Outra consequência da degradação ambiental é o fato de os povos indígenas serem forçados a abandonar seus territórios por não conseguirem mais encontrar alimentos naquela região. Há, ainda, situações em que eles são expulsos de suas terras por invasores. Tudo isso impõe risco de insegurança alimentar e consequente desnutrição infantil e impacta a saúde de toda a população. Entre os Yanomamis da região amazônica verificou-se que 56% dos adultos não têm nenhum tipo de renda regular, resultando em risco de fome. Além disso, a prevalência de baixa estatura entre as mães dessas comunidades foi de 73%, o que evidencia um ciclo intergeracional de desnutrição, já que as recorrentes disfunções entéricas e diarreicas, causadas por ambientes contaminados, prejudicam a absorção de nutrientes dos alimentos.
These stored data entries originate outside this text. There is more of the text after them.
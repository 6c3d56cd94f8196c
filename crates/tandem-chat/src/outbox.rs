//! Outbox
//!
//! Optimistic sending. A message is queued with a client-generated id and shown as
//! pending right away. An attachment is uploaded first, then the row is inserted
//! under the client id, so the push echo of the insert merges into the same item
//! as the confirmed row. Failed sends stay in the outbox until retried or discarded.

use parking_lot::Mutex;
use serde_json::{Map, Value};
use std::sync::Arc;
use tandem_live::LiveRecord;
use tandem_types::remote_adapter::{ChangeEvent, Mutation, RemoteAdapter};
use tandem_types::utils::random_id;
use tokio::sync::watch;

use crate::feed::ConversationFeed;
use crate::message::{MESSAGES_TABLE, Message};
use crate::prelude::*;

pub const ATTACHMENT_BUCKET: &str = "chat-attachments";

#[derive(Debug, Clone, PartialEq, Eq)]
pub struct Attachment {
	pub file_name: String,
	pub content_type: String,
	pub bytes: Vec<u8>,
}

impl Attachment {
	pub fn new(file_name: impl Into<String>, content_type: impl Into<String>, bytes: Vec<u8>) -> Self {
		Self { file_name: file_name.into(), content_type: content_type.into(), bytes }
	}
}

/// What the user composed
#[derive(Debug, Clone, Default, PartialEq, Eq)]
pub struct Draft {
	pub content: String,
	pub receiver_id: Option<String>,
	pub attachment: Option<Attachment>,
}

impl Draft {
	pub fn text(content: impl Into<String>) -> Self {
		Self { content: content.into(), ..Self::default() }
	}

	pub fn to(mut self, receiver: impl Into<String>) -> Self {
		self.receiver_id = Some(receiver.into());
		self
	}

	pub fn with_attachment(mut self, attachment: Attachment) -> Self {
		self.attachment = Some(attachment);
		self
	}
}

#[derive(Debug, Clone, PartialEq, Eq)]
pub enum SendState {
	Pending,
	Failed(String),
}

/// A message waiting in the outbox
#[derive(Debug, Clone, PartialEq, Eq)]
pub struct Outgoing {
	pub client_id: String,
	pub conversation_id: String,
	pub draft: Draft,
	/// Set once the attachment is stored, so a retry does not upload it again
	pub attachment_url: Option<String>,
	pub state: SendState,
	pub queued_at: Timestamp,
}

impl Outgoing {
	fn attachment_path(&self, attachment: &Attachment) -> String {
		format!("{}/{}-{}", self.conversation_id, self.client_id, attachment.file_name)
	}

	fn to_row(&self, sender: &str) -> Value {
		let mut row = Map::new();
		row.insert("id".into(), Value::String(self.client_id.clone()));
		row.insert("conversation_id".into(), Value::String(self.conversation_id.clone()));
		row.insert("sender_id".into(), Value::String(sender.into()));
		if let Some(receiver) = &self.draft.receiver_id {
			row.insert("receiver_id".into(), Value::String(receiver.clone()));
		}
		row.insert("content".into(), Value::String(self.draft.content.clone()));
		if let Some(url) = &self.attachment_url {
			row.insert("attachment_url".into(), Value::String(url.clone()));
		}
		row.insert("is_read".into(), Value::Bool(false));
		Value::Object(row)
	}
}

pub struct Outbox {
	me: String,
	remote: Arc<dyn RemoteAdapter>,
	queue: Mutex<Vec<Outgoing>>,
	changes: watch::Sender<Arc<Vec<Outgoing>>>,
}

impl Outbox {
	pub fn new(remote: Arc<dyn RemoteAdapter>, me: impl Into<String>) -> Self {
		let (changes, _) = watch::channel(Arc::new(Vec::new()));
		Self { me: me.into(), remote, queue: Mutex::new(Vec::new()), changes }
	}

	fn publish(&self, queue: &[Outgoing]) {
		self.changes.send_replace(Arc::new(queue.to_vec()));
	}

	fn update<F: FnOnce(&mut Outgoing)>(&self, client_id: &str, f: F) {
		let mut queue = self.queue.lock();
		if let Some(outgoing) = queue.iter_mut().find(|outgoing| outgoing.client_id == client_id) {
			f(outgoing);
			self.publish(&queue);
		}
	}

	fn remove(&self, client_id: &str) -> bool {
		let mut queue = self.queue.lock();
		let before = queue.len();
		queue.retain(|outgoing| outgoing.client_id != client_id);
		let removed = queue.len() != before;
		if removed {
			self.publish(&queue);
		}
		removed
	}

	/// Queue `draft` on `feed` and send it.
	///
	/// On error the message stays in the outbox as [`SendState::Failed`] (see
	/// [`Outbox::pending`]).
	pub async fn send(&self, feed: &ConversationFeed, draft: Draft) -> ClResult<Message> {
		let outgoing = Outgoing {
			client_id: random_id(),
			conversation_id: feed.conversation().into(),
			draft,
			attachment_url: None,
			state: SendState::Pending,
			queued_at: now(),
		};
		let client_id = outgoing.client_id.clone();
		{
			let mut queue = self.queue.lock();
			queue.push(outgoing);
			self.publish(&queue);
		}
		debug!(conversation = %feed.conversation(), client_id = %client_id, "message queued");

		self.deliver(feed, &client_id).await
	}

	/// Send a failed message again
	pub async fn retry(&self, feed: &ConversationFeed, client_id: &str) -> ClResult<Message> {
		let state = self.get(client_id).map(|outgoing| (outgoing.state, outgoing.conversation_id));
		match state {
			None => Err(Error::NotFound),
			Some((_, conversation)) if conversation != feed.conversation() => Err(Error::Internal(format!(
				"message {} belongs to conversation {}",
				client_id, conversation
			))),
			Some((SendState::Pending, _)) => {
				Err(Error::Internal(format!("message {} is already being sent", client_id)))
			}
			Some((SendState::Failed(_), _)) => {
				self.update(client_id, |outgoing| outgoing.state = SendState::Pending);
				info!(client_id = %client_id, "retrying send");
				self.deliver(feed, client_id).await
			}
		}
	}

	/// Drop a message from the outbox without sending it
	pub fn discard(&self, client_id: &str) -> bool {
		self.remove(client_id)
	}

	async fn deliver(&self, feed: &ConversationFeed, client_id: &str) -> ClResult<Message> {
		match self.try_deliver(feed, client_id).await {
			Ok(message) => {
				self.remove(client_id);
				info!(conversation = %message.conversation_id, id = %message.id, "message sent");
				Ok(message)
			}
			Err(err) => {
				warn!(client_id = %client_id, error = %err, "send failed, kept for retry");
				let reason = err.to_string();
				self.update(client_id, |outgoing| outgoing.state = SendState::Failed(reason));
				Err(err)
			}
		}
	}

	async fn try_deliver(&self, feed: &ConversationFeed, client_id: &str) -> ClResult<Message> {
		let mut outgoing = self.get(client_id).ok_or(Error::NotFound)?;

		if outgoing.attachment_url.is_none()
			&& let Some(attachment) = &outgoing.draft.attachment
		{
			let path = outgoing.attachment_path(attachment);
			let url = self
				.remote
				.upload_object(ATTACHMENT_BUCKET, &path, attachment.bytes.clone(), &attachment.content_type)
				.await?;
			debug!(client_id = %client_id, url = %url, "attachment uploaded");
			let cached = url.clone();
			self.update(client_id, |outgoing| outgoing.attachment_url = Some(cached));
			outgoing.attachment_url = Some(url);
		}

		let rows = self.remote.mutate(Mutation::insert(MESSAGES_TABLE, outgoing.to_row(&self.me))).await?;
		let row = rows
			.into_iter()
			.next()
			.ok_or_else(|| Error::Mutation(format!("insert of {} returned no row", client_id)))?;
		let message = Message::decode(row)?;
		feed.view().apply(ChangeEvent::insert(message.clone()));
		Ok(message)
	}

	pub fn get(&self, client_id: &str) -> Option<Outgoing> {
		self.queue.lock().iter().find(|outgoing| outgoing.client_id == client_id).cloned()
	}

	/// Queued messages of `conversation`, oldest first
	pub fn pending(&self, conversation: &str) -> Vec<Outgoing> {
		self.queue.lock().iter().filter(|outgoing| outgoing.conversation_id == conversation).cloned().collect()
	}

	pub fn is_empty(&self) -> bool {
		self.queue.lock().is_empty()
	}

	/// Receiver notified whenever the outbox changes
	pub fn watch(&self) -> watch::Receiver<Arc<Vec<Outgoing>>> {
		self.changes.subscribe()
	}
}

impl std::fmt::Debug for Outbox {
	fn fmt(&self, f: &mut std::fmt::Formatter<'_>) -> std::fmt::Result {
		f.debug_struct("Outbox").field("me", &self.me).finish_non_exhaustive()
	}
}

// vim: ts=4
Sem a pretensão de esgotar um problema tão complexo e multifatorial como são as iniquidades na atenção à saúde indígena, espero neste espaço conseguir chamar a atenção para o fato de que as crianças são as que mais sofrem com os problemas aqui enumerados. Embora seja necessário atuar em múltiplas frentes para que consigamos proteger as crianças indígenas da forma como elas têm direito, o ponto de partida é bastante claro.

No âmbito do SUS, é essencial investir em infraestrutura e aumento do número de profissionais para garantir o acesso dos povos indígenas aos serviços de saúde que estão disponíveis a toda a população brasileira – como pré-natal, vacinação e acompanhamento com periodicidade adequada para a identificação precoce de problemas de desenvolvimento e doenças em geral.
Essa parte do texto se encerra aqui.